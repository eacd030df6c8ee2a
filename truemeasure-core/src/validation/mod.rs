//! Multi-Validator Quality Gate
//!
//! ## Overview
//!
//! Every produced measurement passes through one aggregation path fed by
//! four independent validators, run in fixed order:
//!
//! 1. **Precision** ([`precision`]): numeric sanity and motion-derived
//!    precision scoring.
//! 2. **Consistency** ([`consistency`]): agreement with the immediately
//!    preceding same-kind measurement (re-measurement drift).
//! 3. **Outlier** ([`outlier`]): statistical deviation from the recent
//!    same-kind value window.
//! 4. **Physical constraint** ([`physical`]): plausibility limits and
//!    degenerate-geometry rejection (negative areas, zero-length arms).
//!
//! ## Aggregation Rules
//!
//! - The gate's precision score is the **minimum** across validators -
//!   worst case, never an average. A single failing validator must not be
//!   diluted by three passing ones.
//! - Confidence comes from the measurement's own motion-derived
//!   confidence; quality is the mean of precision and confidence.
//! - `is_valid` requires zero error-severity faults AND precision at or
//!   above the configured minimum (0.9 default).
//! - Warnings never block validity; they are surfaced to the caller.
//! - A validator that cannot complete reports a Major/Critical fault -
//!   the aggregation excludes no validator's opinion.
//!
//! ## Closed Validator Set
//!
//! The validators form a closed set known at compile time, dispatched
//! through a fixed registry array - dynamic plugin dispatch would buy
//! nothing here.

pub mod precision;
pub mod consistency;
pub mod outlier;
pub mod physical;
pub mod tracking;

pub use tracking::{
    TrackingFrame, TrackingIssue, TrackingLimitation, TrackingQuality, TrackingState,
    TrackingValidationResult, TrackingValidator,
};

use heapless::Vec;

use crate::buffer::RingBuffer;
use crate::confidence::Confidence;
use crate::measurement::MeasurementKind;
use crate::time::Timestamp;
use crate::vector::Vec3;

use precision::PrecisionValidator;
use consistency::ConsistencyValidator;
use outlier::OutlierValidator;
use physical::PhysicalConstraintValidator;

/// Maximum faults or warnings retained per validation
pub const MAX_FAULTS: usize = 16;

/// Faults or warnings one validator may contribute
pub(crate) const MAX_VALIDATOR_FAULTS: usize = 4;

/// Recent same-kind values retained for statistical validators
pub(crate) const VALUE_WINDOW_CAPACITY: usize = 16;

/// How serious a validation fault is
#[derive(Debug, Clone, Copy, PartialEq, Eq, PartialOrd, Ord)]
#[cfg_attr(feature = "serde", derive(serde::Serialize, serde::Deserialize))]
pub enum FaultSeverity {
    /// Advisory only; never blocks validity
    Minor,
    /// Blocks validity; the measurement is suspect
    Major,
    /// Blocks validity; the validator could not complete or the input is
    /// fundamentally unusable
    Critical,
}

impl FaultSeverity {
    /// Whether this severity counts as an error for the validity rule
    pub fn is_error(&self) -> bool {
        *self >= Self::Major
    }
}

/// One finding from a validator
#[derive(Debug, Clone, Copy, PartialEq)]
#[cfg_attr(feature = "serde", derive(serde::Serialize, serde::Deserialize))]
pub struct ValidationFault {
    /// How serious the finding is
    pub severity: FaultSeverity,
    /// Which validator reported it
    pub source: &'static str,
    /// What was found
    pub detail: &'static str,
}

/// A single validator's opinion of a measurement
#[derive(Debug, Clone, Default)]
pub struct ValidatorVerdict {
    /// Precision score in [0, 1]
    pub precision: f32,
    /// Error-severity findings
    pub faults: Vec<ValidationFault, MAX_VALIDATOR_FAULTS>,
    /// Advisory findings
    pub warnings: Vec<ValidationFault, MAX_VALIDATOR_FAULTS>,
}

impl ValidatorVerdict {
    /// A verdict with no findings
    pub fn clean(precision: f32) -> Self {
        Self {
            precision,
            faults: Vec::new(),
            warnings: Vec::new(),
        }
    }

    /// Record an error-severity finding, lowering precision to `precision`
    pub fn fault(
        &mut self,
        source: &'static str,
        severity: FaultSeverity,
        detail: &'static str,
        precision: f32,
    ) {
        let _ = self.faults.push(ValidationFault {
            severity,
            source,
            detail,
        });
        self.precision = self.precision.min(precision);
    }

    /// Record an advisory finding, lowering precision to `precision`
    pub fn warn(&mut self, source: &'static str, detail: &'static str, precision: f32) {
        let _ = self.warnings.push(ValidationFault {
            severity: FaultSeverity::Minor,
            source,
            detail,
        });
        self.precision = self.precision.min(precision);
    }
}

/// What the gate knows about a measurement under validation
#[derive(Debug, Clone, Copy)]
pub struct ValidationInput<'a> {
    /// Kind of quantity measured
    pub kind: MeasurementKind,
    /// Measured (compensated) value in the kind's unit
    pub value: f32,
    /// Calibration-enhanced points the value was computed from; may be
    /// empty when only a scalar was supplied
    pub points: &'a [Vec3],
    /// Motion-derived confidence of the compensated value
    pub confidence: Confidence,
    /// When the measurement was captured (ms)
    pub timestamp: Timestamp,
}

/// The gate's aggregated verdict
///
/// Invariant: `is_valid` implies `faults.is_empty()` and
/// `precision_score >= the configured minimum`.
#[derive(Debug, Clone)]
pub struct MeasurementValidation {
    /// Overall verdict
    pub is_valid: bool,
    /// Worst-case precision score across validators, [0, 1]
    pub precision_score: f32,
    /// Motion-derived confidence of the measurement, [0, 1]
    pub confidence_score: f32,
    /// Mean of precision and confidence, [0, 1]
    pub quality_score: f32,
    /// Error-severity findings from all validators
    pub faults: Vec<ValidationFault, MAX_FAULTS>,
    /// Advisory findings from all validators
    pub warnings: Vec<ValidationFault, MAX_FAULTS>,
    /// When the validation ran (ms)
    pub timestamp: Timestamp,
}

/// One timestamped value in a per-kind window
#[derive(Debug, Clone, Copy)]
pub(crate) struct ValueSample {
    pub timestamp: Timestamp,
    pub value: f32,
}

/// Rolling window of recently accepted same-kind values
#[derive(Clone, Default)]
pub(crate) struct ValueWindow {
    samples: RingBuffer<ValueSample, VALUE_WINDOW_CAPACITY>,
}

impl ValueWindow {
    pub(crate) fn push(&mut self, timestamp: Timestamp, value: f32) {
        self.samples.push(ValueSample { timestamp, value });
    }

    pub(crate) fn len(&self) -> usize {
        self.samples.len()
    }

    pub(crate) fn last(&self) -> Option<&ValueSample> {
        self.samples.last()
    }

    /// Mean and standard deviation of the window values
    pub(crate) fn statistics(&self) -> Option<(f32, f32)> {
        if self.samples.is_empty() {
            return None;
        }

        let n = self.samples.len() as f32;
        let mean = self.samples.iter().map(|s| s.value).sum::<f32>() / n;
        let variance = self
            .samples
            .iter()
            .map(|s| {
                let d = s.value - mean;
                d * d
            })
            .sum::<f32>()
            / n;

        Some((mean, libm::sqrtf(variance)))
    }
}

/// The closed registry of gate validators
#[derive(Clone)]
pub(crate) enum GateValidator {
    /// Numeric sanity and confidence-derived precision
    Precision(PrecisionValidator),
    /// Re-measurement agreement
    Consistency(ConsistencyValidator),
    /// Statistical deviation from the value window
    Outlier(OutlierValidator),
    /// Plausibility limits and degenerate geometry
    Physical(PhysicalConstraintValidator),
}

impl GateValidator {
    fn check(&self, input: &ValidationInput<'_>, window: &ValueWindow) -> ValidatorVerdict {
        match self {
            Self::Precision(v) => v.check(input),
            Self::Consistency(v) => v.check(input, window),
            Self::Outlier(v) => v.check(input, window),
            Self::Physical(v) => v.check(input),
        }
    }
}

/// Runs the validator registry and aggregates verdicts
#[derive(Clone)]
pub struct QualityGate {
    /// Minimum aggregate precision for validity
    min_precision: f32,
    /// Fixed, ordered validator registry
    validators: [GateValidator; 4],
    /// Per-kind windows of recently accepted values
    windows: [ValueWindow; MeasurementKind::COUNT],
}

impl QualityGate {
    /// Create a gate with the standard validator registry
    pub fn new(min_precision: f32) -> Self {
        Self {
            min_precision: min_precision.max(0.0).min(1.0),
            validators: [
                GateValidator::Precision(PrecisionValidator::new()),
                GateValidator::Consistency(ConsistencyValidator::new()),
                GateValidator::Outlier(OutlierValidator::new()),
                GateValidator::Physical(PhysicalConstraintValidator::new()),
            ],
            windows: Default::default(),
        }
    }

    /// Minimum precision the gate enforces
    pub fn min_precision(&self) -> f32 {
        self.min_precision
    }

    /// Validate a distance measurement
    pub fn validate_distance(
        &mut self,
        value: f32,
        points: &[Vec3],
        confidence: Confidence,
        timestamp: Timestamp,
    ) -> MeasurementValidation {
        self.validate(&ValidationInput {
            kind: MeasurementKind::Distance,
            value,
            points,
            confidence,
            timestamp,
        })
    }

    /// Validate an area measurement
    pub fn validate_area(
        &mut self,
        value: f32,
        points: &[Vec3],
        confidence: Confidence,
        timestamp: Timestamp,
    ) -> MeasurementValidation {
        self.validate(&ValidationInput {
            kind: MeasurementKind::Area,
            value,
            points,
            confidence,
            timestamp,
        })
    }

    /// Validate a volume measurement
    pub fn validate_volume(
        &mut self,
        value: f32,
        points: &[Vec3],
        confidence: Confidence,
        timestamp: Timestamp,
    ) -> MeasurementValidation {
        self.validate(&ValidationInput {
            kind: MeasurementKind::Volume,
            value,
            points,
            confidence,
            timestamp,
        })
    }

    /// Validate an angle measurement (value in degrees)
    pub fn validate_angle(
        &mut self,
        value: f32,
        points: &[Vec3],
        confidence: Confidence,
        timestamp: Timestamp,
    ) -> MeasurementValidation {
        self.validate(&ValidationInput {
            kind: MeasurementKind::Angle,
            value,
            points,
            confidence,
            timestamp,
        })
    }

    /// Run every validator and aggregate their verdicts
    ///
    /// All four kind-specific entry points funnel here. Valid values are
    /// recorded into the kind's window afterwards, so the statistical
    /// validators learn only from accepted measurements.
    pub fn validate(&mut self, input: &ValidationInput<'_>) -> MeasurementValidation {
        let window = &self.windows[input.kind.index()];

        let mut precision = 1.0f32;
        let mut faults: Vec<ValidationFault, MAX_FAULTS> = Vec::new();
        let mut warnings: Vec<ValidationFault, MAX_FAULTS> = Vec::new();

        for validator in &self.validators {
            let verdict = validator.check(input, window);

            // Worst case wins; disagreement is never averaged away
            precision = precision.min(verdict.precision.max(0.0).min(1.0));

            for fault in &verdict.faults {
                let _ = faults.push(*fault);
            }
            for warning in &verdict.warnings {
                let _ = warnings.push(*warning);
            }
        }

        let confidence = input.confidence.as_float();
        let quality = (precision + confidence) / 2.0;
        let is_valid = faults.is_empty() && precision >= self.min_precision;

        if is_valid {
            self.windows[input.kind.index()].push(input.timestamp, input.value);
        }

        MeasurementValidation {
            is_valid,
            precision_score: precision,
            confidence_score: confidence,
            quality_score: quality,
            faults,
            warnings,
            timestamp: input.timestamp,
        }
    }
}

..............................

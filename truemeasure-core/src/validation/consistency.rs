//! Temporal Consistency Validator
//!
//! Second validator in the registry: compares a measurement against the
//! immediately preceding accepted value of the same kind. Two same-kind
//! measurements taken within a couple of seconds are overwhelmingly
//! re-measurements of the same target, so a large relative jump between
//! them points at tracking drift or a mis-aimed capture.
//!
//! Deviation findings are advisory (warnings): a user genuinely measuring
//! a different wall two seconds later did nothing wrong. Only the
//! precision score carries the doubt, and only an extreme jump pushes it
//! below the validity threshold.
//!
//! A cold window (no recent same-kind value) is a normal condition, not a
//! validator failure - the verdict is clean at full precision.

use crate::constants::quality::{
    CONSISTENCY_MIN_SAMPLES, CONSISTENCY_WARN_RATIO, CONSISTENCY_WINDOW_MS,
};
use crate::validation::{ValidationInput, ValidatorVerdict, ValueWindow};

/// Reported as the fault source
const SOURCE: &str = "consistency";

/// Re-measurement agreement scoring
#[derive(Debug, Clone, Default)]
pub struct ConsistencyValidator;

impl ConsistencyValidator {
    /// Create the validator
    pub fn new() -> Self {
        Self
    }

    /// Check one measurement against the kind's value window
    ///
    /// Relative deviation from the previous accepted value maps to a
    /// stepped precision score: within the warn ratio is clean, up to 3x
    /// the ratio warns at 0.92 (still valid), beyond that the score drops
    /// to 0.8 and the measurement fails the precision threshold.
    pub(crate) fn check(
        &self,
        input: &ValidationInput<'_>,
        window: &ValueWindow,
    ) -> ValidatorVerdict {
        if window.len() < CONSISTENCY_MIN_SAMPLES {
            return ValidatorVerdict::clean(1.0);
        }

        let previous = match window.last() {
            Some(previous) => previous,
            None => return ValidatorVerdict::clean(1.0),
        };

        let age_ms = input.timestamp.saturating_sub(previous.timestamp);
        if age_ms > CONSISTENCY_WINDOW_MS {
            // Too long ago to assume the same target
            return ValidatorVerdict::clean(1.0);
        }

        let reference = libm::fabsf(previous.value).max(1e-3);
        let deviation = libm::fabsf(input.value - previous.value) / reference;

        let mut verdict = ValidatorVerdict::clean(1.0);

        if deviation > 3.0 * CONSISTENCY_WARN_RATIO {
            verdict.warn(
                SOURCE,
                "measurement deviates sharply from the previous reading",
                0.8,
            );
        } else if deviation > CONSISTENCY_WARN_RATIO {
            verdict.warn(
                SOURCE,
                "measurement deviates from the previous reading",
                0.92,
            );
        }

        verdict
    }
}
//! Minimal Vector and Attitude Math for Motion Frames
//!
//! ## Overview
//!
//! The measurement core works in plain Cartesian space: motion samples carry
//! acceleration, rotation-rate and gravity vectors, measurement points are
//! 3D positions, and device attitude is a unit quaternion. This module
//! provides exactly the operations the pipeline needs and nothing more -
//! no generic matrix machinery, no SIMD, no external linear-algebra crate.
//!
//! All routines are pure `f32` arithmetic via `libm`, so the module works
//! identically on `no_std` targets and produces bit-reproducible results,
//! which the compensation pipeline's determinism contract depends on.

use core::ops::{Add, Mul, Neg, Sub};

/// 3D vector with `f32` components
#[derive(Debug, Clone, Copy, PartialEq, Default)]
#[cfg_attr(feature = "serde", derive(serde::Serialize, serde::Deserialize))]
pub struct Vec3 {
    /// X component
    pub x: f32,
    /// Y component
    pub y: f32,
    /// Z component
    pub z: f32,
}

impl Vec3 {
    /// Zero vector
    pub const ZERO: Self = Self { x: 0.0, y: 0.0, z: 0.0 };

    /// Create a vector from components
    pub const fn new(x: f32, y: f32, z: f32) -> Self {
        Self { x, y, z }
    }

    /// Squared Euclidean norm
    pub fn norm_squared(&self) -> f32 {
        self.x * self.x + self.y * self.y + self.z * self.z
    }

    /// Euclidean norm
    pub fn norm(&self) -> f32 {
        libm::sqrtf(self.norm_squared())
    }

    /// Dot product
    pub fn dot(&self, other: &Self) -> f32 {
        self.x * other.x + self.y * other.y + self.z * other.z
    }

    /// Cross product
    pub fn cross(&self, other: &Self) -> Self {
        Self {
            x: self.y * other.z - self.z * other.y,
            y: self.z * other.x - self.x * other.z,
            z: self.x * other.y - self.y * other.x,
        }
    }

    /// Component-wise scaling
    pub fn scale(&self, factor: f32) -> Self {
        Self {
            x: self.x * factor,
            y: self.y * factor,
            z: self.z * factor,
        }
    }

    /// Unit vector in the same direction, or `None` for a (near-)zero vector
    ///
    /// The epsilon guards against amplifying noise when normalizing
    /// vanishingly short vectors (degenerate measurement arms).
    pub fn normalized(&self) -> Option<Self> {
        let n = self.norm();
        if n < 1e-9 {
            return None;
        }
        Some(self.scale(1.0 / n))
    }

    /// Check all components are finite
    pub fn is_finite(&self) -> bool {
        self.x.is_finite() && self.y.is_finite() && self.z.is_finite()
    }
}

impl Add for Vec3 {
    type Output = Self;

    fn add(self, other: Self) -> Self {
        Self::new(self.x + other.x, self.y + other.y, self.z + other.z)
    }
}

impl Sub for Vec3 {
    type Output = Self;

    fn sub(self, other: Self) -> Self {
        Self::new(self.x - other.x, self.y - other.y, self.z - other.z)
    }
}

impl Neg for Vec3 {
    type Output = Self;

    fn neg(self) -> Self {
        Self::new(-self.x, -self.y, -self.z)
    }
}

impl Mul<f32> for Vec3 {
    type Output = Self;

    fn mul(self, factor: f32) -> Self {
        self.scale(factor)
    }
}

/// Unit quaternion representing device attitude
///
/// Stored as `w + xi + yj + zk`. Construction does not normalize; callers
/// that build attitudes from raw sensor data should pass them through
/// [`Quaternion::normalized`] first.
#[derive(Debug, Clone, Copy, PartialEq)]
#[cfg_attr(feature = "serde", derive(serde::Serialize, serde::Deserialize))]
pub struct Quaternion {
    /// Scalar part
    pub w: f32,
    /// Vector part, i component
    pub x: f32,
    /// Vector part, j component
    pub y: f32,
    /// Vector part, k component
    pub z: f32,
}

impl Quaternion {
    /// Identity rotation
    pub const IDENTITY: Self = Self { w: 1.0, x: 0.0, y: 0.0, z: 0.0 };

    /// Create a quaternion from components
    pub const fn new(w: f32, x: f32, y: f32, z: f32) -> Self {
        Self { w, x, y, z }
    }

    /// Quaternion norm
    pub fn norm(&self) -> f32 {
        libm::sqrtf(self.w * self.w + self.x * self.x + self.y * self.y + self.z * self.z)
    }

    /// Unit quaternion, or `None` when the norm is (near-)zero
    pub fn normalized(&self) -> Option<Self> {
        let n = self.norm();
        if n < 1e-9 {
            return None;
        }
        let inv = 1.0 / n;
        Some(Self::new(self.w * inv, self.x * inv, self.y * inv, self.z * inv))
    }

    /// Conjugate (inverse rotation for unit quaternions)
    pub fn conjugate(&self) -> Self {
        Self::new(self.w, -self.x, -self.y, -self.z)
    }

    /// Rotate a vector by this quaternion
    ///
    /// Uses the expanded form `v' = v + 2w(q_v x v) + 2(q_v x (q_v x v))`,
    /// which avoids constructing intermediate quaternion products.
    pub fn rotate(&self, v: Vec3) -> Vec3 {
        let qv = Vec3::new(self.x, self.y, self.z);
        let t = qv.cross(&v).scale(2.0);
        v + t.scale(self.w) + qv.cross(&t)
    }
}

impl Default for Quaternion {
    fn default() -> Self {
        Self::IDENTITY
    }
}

..............................

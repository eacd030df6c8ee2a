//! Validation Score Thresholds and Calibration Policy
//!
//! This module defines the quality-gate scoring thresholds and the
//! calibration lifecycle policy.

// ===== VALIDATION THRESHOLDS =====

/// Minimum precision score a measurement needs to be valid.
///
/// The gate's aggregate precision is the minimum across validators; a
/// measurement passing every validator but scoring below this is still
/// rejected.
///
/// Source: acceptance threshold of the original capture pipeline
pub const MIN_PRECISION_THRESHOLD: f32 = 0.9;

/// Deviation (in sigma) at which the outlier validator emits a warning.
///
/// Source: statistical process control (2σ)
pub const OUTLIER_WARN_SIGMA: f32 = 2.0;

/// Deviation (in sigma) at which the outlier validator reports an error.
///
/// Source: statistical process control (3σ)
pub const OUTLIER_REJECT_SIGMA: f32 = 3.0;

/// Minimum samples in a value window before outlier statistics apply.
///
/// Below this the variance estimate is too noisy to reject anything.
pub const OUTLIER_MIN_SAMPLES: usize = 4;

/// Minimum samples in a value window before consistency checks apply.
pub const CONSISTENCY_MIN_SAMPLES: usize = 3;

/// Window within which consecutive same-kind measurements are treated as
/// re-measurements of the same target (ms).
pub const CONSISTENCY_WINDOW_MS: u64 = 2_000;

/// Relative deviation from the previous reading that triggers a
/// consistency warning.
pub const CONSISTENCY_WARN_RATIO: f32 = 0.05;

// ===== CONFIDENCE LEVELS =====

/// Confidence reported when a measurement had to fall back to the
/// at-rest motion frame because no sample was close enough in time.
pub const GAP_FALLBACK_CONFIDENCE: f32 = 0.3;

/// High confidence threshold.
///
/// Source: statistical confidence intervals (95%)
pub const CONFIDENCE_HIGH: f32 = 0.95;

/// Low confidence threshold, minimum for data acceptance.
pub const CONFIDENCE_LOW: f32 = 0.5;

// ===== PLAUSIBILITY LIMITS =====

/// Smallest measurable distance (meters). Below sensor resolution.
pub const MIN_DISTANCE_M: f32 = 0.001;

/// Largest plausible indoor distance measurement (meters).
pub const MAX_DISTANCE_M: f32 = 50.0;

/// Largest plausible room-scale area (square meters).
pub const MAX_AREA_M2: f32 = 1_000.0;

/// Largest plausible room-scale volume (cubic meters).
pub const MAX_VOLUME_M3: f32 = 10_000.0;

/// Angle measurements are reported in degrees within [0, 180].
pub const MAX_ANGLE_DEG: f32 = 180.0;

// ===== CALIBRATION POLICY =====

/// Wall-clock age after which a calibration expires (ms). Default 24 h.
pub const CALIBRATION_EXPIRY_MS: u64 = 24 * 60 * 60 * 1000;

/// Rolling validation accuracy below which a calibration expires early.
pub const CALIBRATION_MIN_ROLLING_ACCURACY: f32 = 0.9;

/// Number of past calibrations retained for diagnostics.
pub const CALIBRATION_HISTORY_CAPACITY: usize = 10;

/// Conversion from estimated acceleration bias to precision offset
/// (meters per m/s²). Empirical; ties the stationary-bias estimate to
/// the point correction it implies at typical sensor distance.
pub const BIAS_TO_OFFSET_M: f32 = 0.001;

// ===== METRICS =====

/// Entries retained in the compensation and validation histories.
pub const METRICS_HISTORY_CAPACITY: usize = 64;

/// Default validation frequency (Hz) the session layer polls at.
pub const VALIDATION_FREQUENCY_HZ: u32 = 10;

..............................

WHAT TO DO:
Pick out every line of the listing containing the word "scale", and show those lines.

ANSWER BOX:
    pub fn scale(&self, factor: f32) -> Self {
        Some(self.scale(1.0 / n))
        self.scale(factor)
        let t = qv.cross(&v).scale(2.0);
        v + t.scale(self.w) + qv.cross(&t)
/// Largest plausible room-scale area (square meters).
/// Largest plausible room-scale volume (cubic meters).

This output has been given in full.